Luang Prabang jest piękne. Była stolica królestwa Laosu, obecnie na liście dziedzictwa kultury UNESCO jest wręcz stworzona do relaksu. Nieduży cypel nad Mekongiem pełen jest świątyń, postkolonialnych odrestauranowanych budynków i .. knajp, biur turystycznych, hoteli oraz guestousów.
Mam wrażenie, że to miasto składa sie właśnie z przybytków służacych zaspokojeniu potrzeb turystów, ale przybytki te są przynajmniej są estetyczne, pięknie oświetlone wieczorem, dobrze utrzymane.
Luang Prabang to nagroda po 5 dniach przebijania się przez góry (licznik naliczył 9,5 km podjazdu w pionie i o 1 km mniej zdjazdów). Zalegam w klimatyzowanym pokoju, żywię się czymś innym niż tylko ryż kluski, poddaję ciało laotańskiemu masażowi, który przypomina bardziej akupresurę (świetne!) robię zakupy na dalszą drogę płacąc kilkakrotnie więcej niż w Tajlandii, spotykam i rozmawiam z fajnymi ludźmi.

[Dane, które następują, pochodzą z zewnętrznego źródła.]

//! Per-chunk façade handed to scheduling callbacks.
//!
//! [`JobChunkView`] wraps one matched chunk for the duration of one
//! scheduling callback. It exposes the chunk's entity count and, per
//! requested component, a [`ColumnView`] — a fixed-address typed view of
//! the chunk's slice of that component's column. Taking a view pins the
//! column's backing buffer as a side effect, so the memory cannot move or
//! be freed while the scheduled job reads it.
//!
//! ## Pinning
//!
//! Pins are created lazily, on first view of each backing buffer, and
//! recorded both in the call-wide [`PinRegistry`](crate::bridge::pins::PinRegistry)
//! and in the view's own slot list. The scheduler takes the slot list after
//! the callback returns and chains "release these slots" onto the chunk's
//! job handle. Two requested columns backed by the same buffer pin it once.
//!
//! ## Safety model
//!
//! A [`ColumnView`] is a raw pointer and a length; it is valid exactly as
//! long as its pin is held, and conflicting access between jobs must be
//! serialized through handle dependencies. As with the rest of the bridge,
//! safety is enforced by API discipline, not the borrow checker: the view is
//! only reachable inside a scheduling callback, the pin outlives the job by
//! construction, and the hazard registry orders overlapping work.

use std::any::TypeId;
use std::marker::PhantomData;

use smallvec::SmallVec;

use crate::bridge::error::{ColumnTypeError, MissingComponentError, ViewError};
use crate::bridge::pins::PinRegistry;
use crate::bridge::store::ChunkAccess;
use crate::bridge::types::{ArchetypeID, ChunkID};


/// Fixed-address typed view of one chunk's slice of one component column.
///
/// Sized to the chunk's entity count. The address is stable until the pin
/// registered when the view was taken is released, which the scheduler
/// guarantees happens no earlier than the completion of the job the view
/// was handed to.
pub struct ColumnView<T> {
    ptr: *mut T,
    len: usize,
    marker: PhantomData<*mut T>,
}

// Views are moved into scheduled jobs. The pin keeps the memory valid; the
// dependency chain serializes conflicting access.
unsafe impl<T: Send> Send for ColumnView<T> {}
unsafe impl<T: Sync> Sync for ColumnView<T> {}

impl<T> ColumnView<T> {
    /// Number of elements in the view (the chunk's entity count).
    #[inline]
    pub fn len(&self) -> usize {
        self.len
    }

    /// Returns `true` if the view covers no entities.
    #[inline]
    pub fn is_empty(&self) -> bool {
        self.len == 0
    }

    /// Returns the view as a shared slice.
    #[inline]
    pub fn as_slice(&self) -> &[T] {
        // Valid while the pin taken with this view is held.
        unsafe { std::slice::from_raw_parts(self.ptr, self.len) }
    }

    /// Returns the view as a mutable slice.
    ///
    /// Callers must not hand mutable views of the same column to two jobs
    /// that can run concurrently; ordering overlapping work is what the
    /// hazard registry and dependency handles are for.
    #[inline]
    pub fn as_mut_slice(&mut self) -> &mut [T] {
        unsafe { std::slice::from_raw_parts_mut(self.ptr, self.len) }
    }
}

impl<T: std::fmt::Debug> std::fmt::Debug for ColumnView<T> {
    fn fmt(&self, f: &mut std::fmt::Formatter<'_>) -> std::fmt::Result {
        f.debug_struct("ColumnView").field("len", &self.len).finish()
    }
}

/// Façade over one matched chunk, alive for one scheduling callback.
///
/// Created by the scheduler per non-empty matched chunk. Component views
/// taken through it register pins in the scheduling call's registry; the
/// scheduler collects the registered slots afterwards to chain their
/// release behind the chunk's job.
pub struct JobChunkView<'a> {
    /// The matched chunk, observed through the store.
    chunk: &'a dyn ChunkAccess,

    /// Call-wide pin registry.
    pins: &'a PinRegistry,

    /// Backing buffers already pinned by this view (identity, slot).
    pinned: SmallVec<[(usize, usize); 4]>,
}

impl<'a> JobChunkView<'a> {
    pub(crate) fn new(chunk: &'a dyn ChunkAccess, pins: &'a PinRegistry) -> Self {
        Self {
            chunk,
            pins,
            pinned: SmallVec::new(),
        }
    }

    /// Number of live entities in the chunk.
    #[inline]
    pub fn entity_count(&self) -> usize {
        self.chunk.entity_count()
    }

    /// Identifier of the archetype that owns the chunk.
    #[inline]
    pub fn archetype_id(&self) -> ArchetypeID {
        self.chunk.archetype_id()
    }

    /// Index of the chunk within its archetype.
    #[inline]
    pub fn chunk_id(&self) -> ChunkID {
        self.chunk.chunk_id()
    }

    /// Returns `true` if the chunk's archetype contains component `T`.
    ///
    /// Pure query, no side effects.
    #[inline]
    pub fn has_component<T: 'static + Send + Sync>(&self) -> bool {
        self.chunk.has_column(TypeId::of::<T>())
    }

    /// Returns a fixed-address typed view of component `T`'s column,
    /// pinning the backing buffer on first access.
    ///
    /// ## Panics
    /// Panics if the chunk's archetype lacks component `T` or stores it
    /// with a different element type. Both are contract violations: the
    /// query is required to match only chunks carrying every requested
    /// component.
    pub fn component_view<T: 'static + Send + Sync>(&mut self) -> ColumnView<T> {
        match self.try_component_view::<T>() {
            Ok(view) => view,
            Err(error) => panic!("{error}"),
        }
    }

    /// Fallible form of [`component_view`](JobChunkView::component_view).
    pub fn try_component_view<T: 'static + Send + Sync>(
        &mut self,
    ) -> Result<ColumnView<T>, ViewError> {
        let column = self.chunk.column(TypeId::of::<T>()).ok_or(
            MissingComponentError {
                component: std::any::type_name::<T>(),
            },
        )?;

        let ptr = column.typed_ptr::<T>().ok_or(ColumnTypeError {
            expected: std::any::type_name::<T>(),
            actual: column.element_name(),
        })?;

        let entity_count = self.chunk.entity_count();
        debug_assert!(
            column.len() >= entity_count,
            "column slice shorter than chunk entity count ({} < {})",
            column.len(),
            entity_count
        );

        // Pin each backing buffer once per view.
        let identity = column.backing_identity();
        if !self.pinned.iter().any(|&(id, _)| id == identity) {
            let slot = self.pins.register(Box::new(column.into_keep_alive()));
            self.pinned.push((identity, slot));
        }

        Ok(ColumnView {
            ptr,
            len: entity_count,
            marker: PhantomData,
        })
    }

    /// Takes the pin slots registered through this view.
    ///
    /// The scheduler chains their release behind the chunk's job handle.
    pub(crate) fn take_pin_slots(&mut self) -> Vec<usize> {
        self.pinned.drain(..).map(|(_, slot)| slot).collect()
    }
}

impl std::fmt::Debug for JobChunkView<'_> {
    fn fmt(&self, f: &mut std::fmt::Formatter<'_>) -> std::fmt::Result {
        f.debug_struct("JobChunkView")
            .field("archetype", &self.archetype_id())
            .field("chunk", &self.chunk_id())
            .field("entities", &self.entity_count())
            .field("pinned", &self.pinned.len())
            .finish()
    }
}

Niestety, miasto leży w niecce a niebo przykryte jest tymi okropnmi grubymi chmurami smogu. Ponownie słyszę, że listopad po porze deszczowej to najlepszy miesiac na wizyte.
Po 3 dniach czuję, że jestem gotowa do dalszej drogi. Deszcz wisi w powietrzu, ale przynajmniej jest chłodniej a okolica przez którą zdecydowałam się jechac podobno niezwykle malownicza. Oby tylko dymy odpuściły.